Background
Dysbiotic vaginal microbiota have been implicated as contributors to persistent HPV-mediated cervical carcinogenesis and genital inflammation with mechanisms unknown. Given that cancer is a metabolic disease, metabolic profiling of the cervicovaginal microenvironment has the potential to reveal the functional interplay between the host and microbes in HPV persistence and progression to cancer.
Methods
Our study design included HPV-negative/positive controls, women with low-grade and high-grade cervical dysplasia, or cervical cancer (
n
= 78). Metabolic fingerprints were profiled using liquid chromatography-mass spectrometry.
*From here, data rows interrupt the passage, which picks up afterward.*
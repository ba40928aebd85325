//! Provider errors
//!
//! Configuration problems are reported as [`Diagnostics`](crate::Diagnostics);
//! these errors cover everything that stops an operation from running at all.

use thiserror::Error;

use crate::state::StateError;

/// Errors that can occur in provider operations
#[derive(Debug, Error)]
pub enum ProviderError {
    /// No resource type registered under this name
    #[error("Unknown resource type: {0}")]
    UnknownResourceType(String),

    /// The CRD's OpenAPI schema could not be turned into a resource schema
    #[error("Invalid CRD schema for {kind}: {reason}")]
    InvalidSchema {
        /// CRD kind
        kind: String,
        /// What was wrong
        reason: String,
    },

    /// Provider type name is not a valid identifier
    #[error("Invalid provider type name {0:?}: must start with a letter or underscore and contain only letters, digits, '_' and '-'")]
    InvalidTypeName(String),

    /// Resource address is malformed
    #[error("Invalid resource address: {0}")]
    InvalidAddress(String),

    /// Address is not present in state
    #[error("Resource not found in state: {0}")]
    NotInState(String),

    /// Address is already tracked under a different resource type
    #[error("Resource {address} is a {actual}, not a {expected}")]
    TypeMismatch {
        /// Resource address
        address: String,
        /// Type recorded in state
        actual: String,
        /// Type requested
        expected: String,
    },

    /// JSON serialization/deserialization error
    #[error("Serialization error: {0}")]
    Serialization(#[from] serde_json::Error),

    /// YAML serialization error
    #[error("YAML error: {0}")]
    Yaml(#[from] serde_yaml::Error),

    /// State storage error
    #[error("State error: {0}")]
    State(#[from] StateError),
}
Vaginal microbiota and genital inflammation were analysed using 16S rRNA gene sequencing and immunoassays, respectively. We used an integrative bioinformatic pipeline to reveal host and microbe contributions to the metabolome and to comprehensively assess the link between HPV, microbiota, inflammation and cervical disease.
Findings
Metabolic analysis yielded 475 metabolites with known identities. Unique metabolic fingerprints discriminated patient groups from healthy controls. Three-hydroxybutyrate, eicosenoate, and oleate/vaccenate discriminated (with excellent capacity) between cancer patients versus the healthy participants. Sphingolipids, plasmalogens, and linoleate positively correlated with genital inflammation. Non-
Lactobacillus
dominant communities, particularly in high-grade dysplasia, perturbed amino acid and nucleotide metabolisms. Adenosine and cytosine correlated positively with
Lactobacillus
abundance and negatively with genital inflammation. Glycochenodeoxycholate and carnitine metabolisms connected non-
Lactobacillus
dominance to genital inflammation.
Interpretation
Cervicovaginal metabolic profiles were driven by cancer followed by genital inflammation, HPV infection, and vaginal microbiota. This study provides evidence for metabolite-driven complex host-microbe interactions as hallmarks of cervical cancer with future translational potential.
Fund
Flinn Foundation (#1974), Banner Foundation Obstetrics/Gynecology, and NIH NCI (P30-CA023074).